A la conjetura del voluntarismo primitivo, hay que añadirle la
dimensión de un pensamiento relativamente menos ramplón y más elaborado que se
fundamenta en la creencia de que para hacer ciencia para la gente es necesario
destruir la noción de jerarquía intelectual y respeto por el conocimiento en
que se fundamenta la investigación científica. En los proponentes de la
destrucción del IVIC se aprecia claramente la intención de transformar a la
comunidad de investigadores y asistentes de investigación, con roles bien
definidos, en una especie de aldea comunal de cultores indiferenciados de una
mezcla de saberes populares y ancestrales con ciencia, tecnología e innovación.
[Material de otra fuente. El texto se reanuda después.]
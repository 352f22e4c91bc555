//! HTML rendering of the leaderboard page.
//!
//! A page is rebuilt from one leaderboard response on every request, so nothing
//! here holds state between renders.

use crate::models::leaderboard::{Leaderboard, Player};
use crate::ranks::{Mode, Rank};
use maud::{html, Markup, DOCTYPE};
use serde::Deserialize;

const STYLE: &str = r#"
body { background: #07060d; color: #e9e6ff; font-family: system-ui, sans-serif; margin: 0; }
main { max-width: 960px; margin: 0 auto; padding: 24px; }
h1 { color: #b58cff; letter-spacing: 2px; }
form { display: flex; gap: 8px; margin-bottom: 20px; }
input, select, button { background: #15122a; color: inherit; border: 1px solid #3a2f6b; border-radius: 6px; padding: 6px 10px; }
.notice { padding: 16px; border-radius: 8px; background: #15122a; }
.notice.error { border: 1px solid #ff5c7a; color: #ff9bb0; }
.player { display: flex; align-items: center; gap: 16px; padding: 12px 16px; margin-bottom: 10px; border: 1px solid #2a2450; border-radius: 10px; background: #0f0c1f; }
.place { font-size: 1.4em; width: 2.5em; color: #8a80c0; }
.name { font-weight: 700; min-width: 10em; }
.pills { display: flex; flex-wrap: wrap; gap: 6px; flex: 1; }
.pill { border: 1px solid #3a2f6b; border-radius: 999px; padding: 2px 10px; font-size: 0.85em; }
.tier-1 { color: #ffd86b; border-color: #ffd86b; box-shadow: 0 0 10px rgba(255, 216, 107, 0.45); }
.tier-2 { color: #e7eef8; border-color: #e7eef8; box-shadow: 0 0 10px rgba(231, 238, 248, 0.35); }
.tier-3 { color: #d7a67a; border-color: #d7a67a; box-shadow: 0 0 10px rgba(215, 166, 122, 0.35); }
.tier-4 { color: #b58cff; border-color: #b58cff; box-shadow: 0 0 10px rgba(181, 140, 255, 0.45); }
.tier-5 { color: #6bb8ff; border-color: #6bb8ff; box-shadow: 0 0 10px rgba(107, 184, 255, 0.35); }
.pill.high { font-weight: 700; }
.points { text-align: right; font-size: 1.6em; font-weight: 800; color: #6bf0ff; }
"#;

#[derive(Debug, Clone, Default)]
pub struct PageSettings {
    pub refresh_secs: u32,
    pub discord_invite: Option<String>,
}

#[derive(Debug, Default, Deserialize)]
pub struct PageQuery {
    pub q: Option<String>,
    pub mode: Option<String>,
}

/// What the page was able to load.
pub enum Board<'a> {
    Loaded(&'a Leaderboard),
    Failed(String),
}

/// The filters in effect for one render. `mode` has already been validated.
#[derive(Debug, Default)]
pub struct PageFilter {
    pub search: String,
    pub mode: Option<Mode>,
}

/// Players whose name contains `search` (case-insensitive), each paired with
/// their place on the unfiltered board.
pub fn visible_players<'a>(board: &'a Leaderboard, search: &str) -> Vec<(usize, &'a Player)> {
    let needle = search.trim().to_lowercase();
    board
        .players
        .iter()
        .enumerate()
        .filter(|(_, p)| needle.is_empty() || p.username.to_lowercase().contains(&needle))
        .map(|(i, p)| (i + 1, p))
        .collect()
}

fn tier_class(rank: Rank) -> String {
    match (rank.tier(), rank.is_high_tier()) {
        (Some(tier), true) => format!("pill tier-{tier} high"),
        (Some(tier), false) => format!("pill tier-{tier}"),
        (None, _) => "pill".to_string(),
    }
}

pub fn render_page(board: Board<'_>, filter: &PageFilter, settings: &PageSettings) -> Markup {
    html! {
        (DOCTYPE)
        html lang="en" {
            head {
                meta charset="utf-8";
                meta name="viewport" content="width=device-width, initial-scale=1";
                @if settings.refresh_secs > 0 {
                    meta http-equiv="refresh" content=(settings.refresh_secs);
                }
                title { "NeonTiers" }
                style { (maud::PreEscaped(STYLE)) }
            }
            body {
                main {
                    h1 { "NEONTIERS" }
                    @if let Some(invite) = &settings.discord_invite {
                        p { a href=(invite) { "Join the Discord" } }
                    }
                    (filter_form(filter))
                    (board_section(board, filter))
                }
            }
        }
    }
}

fn filter_form(filter: &PageFilter) -> Markup {
    html! {
        form method="get" action="/" {
            input type="search" name="q" placeholder="Search player" value=(filter.search);
            select name="mode" {
                option value="" selected[filter.mode.is_none()] { "All modes" }
                @for mode in Mode::ALL {
                    option value=(mode.as_str()) selected[filter.mode == Some(mode)] { (mode.as_str()) }
                }
            }
            button type="submit" { "Filter" }
        }
    }
}

fn board_section(board: Board<'_>, filter: &PageFilter) -> Markup {
    let board = match board {
        Board::Failed(message) => {
            return html! {
                div class="notice error" {
                    strong { "Could not load the leaderboard." }
                    " " (message)
                }
            };
        }
        Board::Loaded(board) => board,
    };

    if board.players.is_empty() {
        return html! {
            div class="notice" {
                @match filter.mode {
                    Some(mode) => { "No players ranked in " (mode.as_str()) " yet." }
                    None => { "No players yet." }
                }
            }
        };
    }

    let players = visible_players(board, &filter.search);
    if players.is_empty() {
        return html! {
            div class="notice" { "No players match \"" (filter.search.trim()) "\"." }
        };
    }

    html! {
        section class="board" {
            @for (place, player) in players {
                div class="player" {
                    div class="place" { "#" (place) }
                    div class="name" { (player.username) }
                    div class="pills" {
                        @for result in &player.results {
                            span class=(tier_class(result.rank)) title=(result.points) {
                                (result.mode.as_str()) " " (result.rank.as_str())
                            }
                        }
                    }
                    div class="points" { (player.total_points) }
                }
            }
        }
    }
}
Un esquema comunal similar fue practicado durante la revolución cultural china:
quien hoy ejercía como ingeniero mañana debía limpiar los retretes, para que
nadie se sintiera ni indispensable ni especial. La imposibilidad de esta forma
de trabajo puede apreciarse con claridad a través de una simple comparación con
otras actividades humanas: así como a nadie se le ocurriría sustituir a un
general por un soldado bisoño en la conducción de un ejército; ni a un
neurocirujano por un estudiante de medicina en una operación compleja del
cerebro; ni al director de una orquesta por el primer violín, del mismo modo no
es posible transgredir e ignorar la experiencia y el conocimiento en la
práctica de la investigación.
Todo esto no pretende ignorar que la ciencia, además de una maravillosa
aventura de crecimiento individual que está asociada al placer de saber cómo
funcionan las cosas, es una actividad social de primerísima importancia y que,
en consecuencia, está sujeta a las presiones políticas y sociales inherentes a
este carácter. Los científicos tienen la responsabilidad de rendirle cuentas a
la sociedad y la dirigencia de la sociedad, especialmente el liderazgo político
y el gobierno, tienen la obligación de entender la naturaleza del quehacer
científico para promover políticas públicas hacia el bien común. En particular,
la pretensión de eliminar la ciencia elitista no califica como política
científica y evade el debate de fondo sobre el hecho de que la distinción entre
ciencia básica y ciencia aplicada es, en buena medida, un asunto semántico y
que la una y la otra existen en simbiosis. Lo mismo vale para la promoción de
la tecnología y la innovación, o para la protección de los saberes populares.
Todas estas actividades deben tener un espacio y programas de financiamiento y
promoción que estimulen y protejan la libertad de pensamiento y creación y el
crecimiento de todos los sectores de generación del conocimiento. La concepción
comunal destruyen este carácter diferenciado y convierte la generación de
conocimiento, ancestral o científico, en un batiburrillo intrascendente.
Queda sin embargo una última dimensión cuya consideración es
indispensable para responder mi pregunta inicial que aquí parafraseo en un
contexto más general: ¿Por qué se pretende destruir las casas de conocimiento
del pueblo, el IVIC y las universidades nacionales, si se sabe que esto va
contra los intereses de la nación? La respuesta más simple e indignante es que
a la oligarquía chavista nada de esto le importa un bledo. La revolución del
atraso ha devenido simple pelea por el poder, bien en su dimensión nacional, lo
que implica la captura por asalto de las instituciones generadoras de valores
culturales y éticos como las universidades, la iglesia y la escuela, o en su
expresión más corrupta asociada a los conflictos internos del chavismo. Esa
perversa pelea por la supremacía es probablemente la clave para entender porqué
se usa el poder contra el pueblo, destruyendo lo que le pertenece y lo que
podría contribuir a que nuestra gente viviera mejor.